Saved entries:
*** Block opens ***

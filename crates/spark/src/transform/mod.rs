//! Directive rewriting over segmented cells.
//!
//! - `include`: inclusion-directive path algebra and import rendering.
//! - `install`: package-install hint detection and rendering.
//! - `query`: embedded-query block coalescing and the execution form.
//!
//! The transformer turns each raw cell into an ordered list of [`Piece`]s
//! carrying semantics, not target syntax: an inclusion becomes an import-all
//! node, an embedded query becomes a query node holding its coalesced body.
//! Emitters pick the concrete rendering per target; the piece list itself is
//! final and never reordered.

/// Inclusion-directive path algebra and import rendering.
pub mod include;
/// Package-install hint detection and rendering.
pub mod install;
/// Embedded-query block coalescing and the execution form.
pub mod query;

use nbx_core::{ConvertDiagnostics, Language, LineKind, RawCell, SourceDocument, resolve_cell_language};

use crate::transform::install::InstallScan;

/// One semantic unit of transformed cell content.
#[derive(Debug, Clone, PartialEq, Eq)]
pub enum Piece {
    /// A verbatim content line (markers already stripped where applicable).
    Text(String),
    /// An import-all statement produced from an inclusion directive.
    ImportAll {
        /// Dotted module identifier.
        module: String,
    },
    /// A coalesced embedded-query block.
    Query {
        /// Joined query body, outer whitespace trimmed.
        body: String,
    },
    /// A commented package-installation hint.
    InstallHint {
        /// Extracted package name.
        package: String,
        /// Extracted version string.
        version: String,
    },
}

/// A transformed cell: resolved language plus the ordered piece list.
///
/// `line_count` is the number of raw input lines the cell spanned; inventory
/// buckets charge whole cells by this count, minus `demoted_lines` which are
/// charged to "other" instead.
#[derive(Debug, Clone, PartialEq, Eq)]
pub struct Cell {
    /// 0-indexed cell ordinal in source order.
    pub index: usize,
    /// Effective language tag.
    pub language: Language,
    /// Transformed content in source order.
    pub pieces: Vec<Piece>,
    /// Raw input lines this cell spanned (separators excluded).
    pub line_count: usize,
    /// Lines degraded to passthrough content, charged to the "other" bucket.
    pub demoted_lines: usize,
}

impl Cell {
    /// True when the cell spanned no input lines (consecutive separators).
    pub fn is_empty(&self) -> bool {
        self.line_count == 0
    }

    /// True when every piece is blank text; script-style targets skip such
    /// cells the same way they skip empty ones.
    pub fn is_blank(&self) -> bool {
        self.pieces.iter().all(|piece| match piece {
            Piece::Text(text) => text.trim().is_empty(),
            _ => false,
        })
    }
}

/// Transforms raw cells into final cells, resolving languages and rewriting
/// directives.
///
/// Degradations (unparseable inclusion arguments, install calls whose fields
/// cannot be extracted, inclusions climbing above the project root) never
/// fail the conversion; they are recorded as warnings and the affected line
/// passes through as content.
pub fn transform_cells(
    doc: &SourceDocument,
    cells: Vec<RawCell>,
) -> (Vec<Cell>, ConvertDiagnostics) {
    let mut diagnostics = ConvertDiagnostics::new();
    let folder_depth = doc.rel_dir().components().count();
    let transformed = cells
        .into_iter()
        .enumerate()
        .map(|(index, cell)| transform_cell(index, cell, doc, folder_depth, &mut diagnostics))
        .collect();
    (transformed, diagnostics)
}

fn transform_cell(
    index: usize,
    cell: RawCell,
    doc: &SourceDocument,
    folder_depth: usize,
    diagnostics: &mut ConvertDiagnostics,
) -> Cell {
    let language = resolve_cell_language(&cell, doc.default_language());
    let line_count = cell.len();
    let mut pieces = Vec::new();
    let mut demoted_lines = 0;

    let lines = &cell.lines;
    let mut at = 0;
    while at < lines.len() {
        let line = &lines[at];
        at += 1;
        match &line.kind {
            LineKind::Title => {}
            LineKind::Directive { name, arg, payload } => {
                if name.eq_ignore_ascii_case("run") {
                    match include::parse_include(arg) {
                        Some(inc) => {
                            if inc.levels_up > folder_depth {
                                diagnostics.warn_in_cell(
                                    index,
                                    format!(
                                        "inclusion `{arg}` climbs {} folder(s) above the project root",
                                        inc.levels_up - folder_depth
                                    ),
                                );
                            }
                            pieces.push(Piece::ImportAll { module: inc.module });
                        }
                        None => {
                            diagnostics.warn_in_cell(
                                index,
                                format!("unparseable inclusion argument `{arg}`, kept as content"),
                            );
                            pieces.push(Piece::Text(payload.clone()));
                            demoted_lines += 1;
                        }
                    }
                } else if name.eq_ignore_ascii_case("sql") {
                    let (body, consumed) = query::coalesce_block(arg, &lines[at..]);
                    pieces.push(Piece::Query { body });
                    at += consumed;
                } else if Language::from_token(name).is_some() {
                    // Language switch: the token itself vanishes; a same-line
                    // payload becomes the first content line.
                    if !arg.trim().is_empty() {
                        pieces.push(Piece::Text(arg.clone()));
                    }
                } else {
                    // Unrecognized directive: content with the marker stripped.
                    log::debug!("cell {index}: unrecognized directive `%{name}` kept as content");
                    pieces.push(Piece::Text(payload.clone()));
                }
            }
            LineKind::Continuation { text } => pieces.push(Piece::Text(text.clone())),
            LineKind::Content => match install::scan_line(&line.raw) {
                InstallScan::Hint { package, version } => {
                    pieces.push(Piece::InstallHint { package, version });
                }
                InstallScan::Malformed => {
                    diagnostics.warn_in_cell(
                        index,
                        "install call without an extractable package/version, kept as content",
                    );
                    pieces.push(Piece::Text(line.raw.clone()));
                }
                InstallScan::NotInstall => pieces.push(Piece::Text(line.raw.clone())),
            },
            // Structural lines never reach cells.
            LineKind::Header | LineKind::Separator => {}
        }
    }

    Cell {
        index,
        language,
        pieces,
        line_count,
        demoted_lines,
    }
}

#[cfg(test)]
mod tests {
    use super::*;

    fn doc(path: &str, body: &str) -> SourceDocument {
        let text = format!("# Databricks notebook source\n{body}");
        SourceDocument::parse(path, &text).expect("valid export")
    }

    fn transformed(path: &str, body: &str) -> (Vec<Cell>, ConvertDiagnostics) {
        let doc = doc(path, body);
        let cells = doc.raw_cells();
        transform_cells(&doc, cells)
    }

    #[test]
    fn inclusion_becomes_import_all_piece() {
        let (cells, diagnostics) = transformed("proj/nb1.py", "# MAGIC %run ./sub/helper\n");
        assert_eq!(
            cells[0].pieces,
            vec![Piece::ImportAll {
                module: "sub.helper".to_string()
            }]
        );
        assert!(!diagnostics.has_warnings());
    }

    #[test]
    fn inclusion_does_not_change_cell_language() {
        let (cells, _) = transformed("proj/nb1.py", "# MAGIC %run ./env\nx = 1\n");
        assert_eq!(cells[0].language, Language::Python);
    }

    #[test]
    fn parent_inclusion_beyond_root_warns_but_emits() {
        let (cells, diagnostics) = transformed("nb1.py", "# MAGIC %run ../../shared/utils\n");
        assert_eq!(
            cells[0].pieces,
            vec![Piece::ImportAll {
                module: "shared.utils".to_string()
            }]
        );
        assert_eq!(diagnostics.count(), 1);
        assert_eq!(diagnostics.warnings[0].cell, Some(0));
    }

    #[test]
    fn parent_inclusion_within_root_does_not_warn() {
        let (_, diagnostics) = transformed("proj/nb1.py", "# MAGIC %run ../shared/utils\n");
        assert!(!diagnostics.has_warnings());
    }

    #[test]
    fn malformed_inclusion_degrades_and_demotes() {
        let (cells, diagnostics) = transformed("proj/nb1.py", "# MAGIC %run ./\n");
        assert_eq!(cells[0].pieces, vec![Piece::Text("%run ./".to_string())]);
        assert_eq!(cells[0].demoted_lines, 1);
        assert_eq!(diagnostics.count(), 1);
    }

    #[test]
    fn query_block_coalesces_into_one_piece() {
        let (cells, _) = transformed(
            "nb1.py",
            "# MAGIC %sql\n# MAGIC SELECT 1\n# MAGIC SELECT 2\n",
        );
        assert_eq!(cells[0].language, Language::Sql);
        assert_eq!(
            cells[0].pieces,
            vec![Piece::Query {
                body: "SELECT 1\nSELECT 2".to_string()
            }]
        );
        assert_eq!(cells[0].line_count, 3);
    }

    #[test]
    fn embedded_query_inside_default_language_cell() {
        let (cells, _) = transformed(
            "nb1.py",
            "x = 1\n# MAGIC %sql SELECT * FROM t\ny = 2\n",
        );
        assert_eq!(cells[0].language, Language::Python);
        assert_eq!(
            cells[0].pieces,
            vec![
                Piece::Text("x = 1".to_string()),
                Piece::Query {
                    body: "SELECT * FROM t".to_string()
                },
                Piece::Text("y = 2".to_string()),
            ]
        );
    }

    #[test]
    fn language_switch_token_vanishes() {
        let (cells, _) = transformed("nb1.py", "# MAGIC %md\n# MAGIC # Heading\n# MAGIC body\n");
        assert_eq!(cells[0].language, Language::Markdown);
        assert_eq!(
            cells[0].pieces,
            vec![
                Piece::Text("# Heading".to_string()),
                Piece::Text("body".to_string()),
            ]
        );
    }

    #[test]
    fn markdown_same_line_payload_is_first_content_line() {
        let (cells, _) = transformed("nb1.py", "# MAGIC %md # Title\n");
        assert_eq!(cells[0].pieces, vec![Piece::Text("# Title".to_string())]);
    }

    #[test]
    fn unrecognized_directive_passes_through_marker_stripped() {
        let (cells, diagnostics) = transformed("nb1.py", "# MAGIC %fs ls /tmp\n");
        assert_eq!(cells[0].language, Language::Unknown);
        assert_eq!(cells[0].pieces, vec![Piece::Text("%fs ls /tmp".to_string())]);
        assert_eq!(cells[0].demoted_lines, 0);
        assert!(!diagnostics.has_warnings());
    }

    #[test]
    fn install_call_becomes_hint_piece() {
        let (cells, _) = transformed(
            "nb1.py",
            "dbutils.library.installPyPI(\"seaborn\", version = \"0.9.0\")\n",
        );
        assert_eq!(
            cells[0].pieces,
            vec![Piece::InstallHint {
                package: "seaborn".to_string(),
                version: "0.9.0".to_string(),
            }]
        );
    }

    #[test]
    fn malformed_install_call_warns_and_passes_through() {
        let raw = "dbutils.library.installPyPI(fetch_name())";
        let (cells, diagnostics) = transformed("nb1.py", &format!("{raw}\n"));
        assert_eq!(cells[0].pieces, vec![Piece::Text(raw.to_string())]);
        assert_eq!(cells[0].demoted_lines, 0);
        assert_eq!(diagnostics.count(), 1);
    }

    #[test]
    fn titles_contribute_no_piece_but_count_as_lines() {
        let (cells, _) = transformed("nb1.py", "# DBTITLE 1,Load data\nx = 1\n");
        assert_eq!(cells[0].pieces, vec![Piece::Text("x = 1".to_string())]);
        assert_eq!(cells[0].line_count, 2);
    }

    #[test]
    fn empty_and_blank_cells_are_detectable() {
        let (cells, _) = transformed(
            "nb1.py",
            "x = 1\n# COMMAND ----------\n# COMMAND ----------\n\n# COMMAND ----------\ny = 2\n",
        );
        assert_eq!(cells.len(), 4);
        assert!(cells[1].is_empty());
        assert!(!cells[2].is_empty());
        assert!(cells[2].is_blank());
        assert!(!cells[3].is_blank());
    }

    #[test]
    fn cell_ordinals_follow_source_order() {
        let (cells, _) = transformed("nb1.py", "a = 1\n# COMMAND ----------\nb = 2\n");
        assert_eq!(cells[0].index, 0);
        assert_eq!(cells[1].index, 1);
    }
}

*** Block closes ***

Problem description:
Looking over the records, find each line with the word "path" and copy it.

Exercise output:
//! - `include`: inclusion-directive path algebra and import rendering.
/// Inclusion-directive path algebra and import rendering.
    fn doc(path: &str, body: &str) -> SourceDocument {
        SourceDocument::parse(path, &text).expect("valid export")
    fn transformed(path: &str, body: &str) -> (Vec<Cell>, ConvertDiagnostics) {
        let doc = doc(path, body);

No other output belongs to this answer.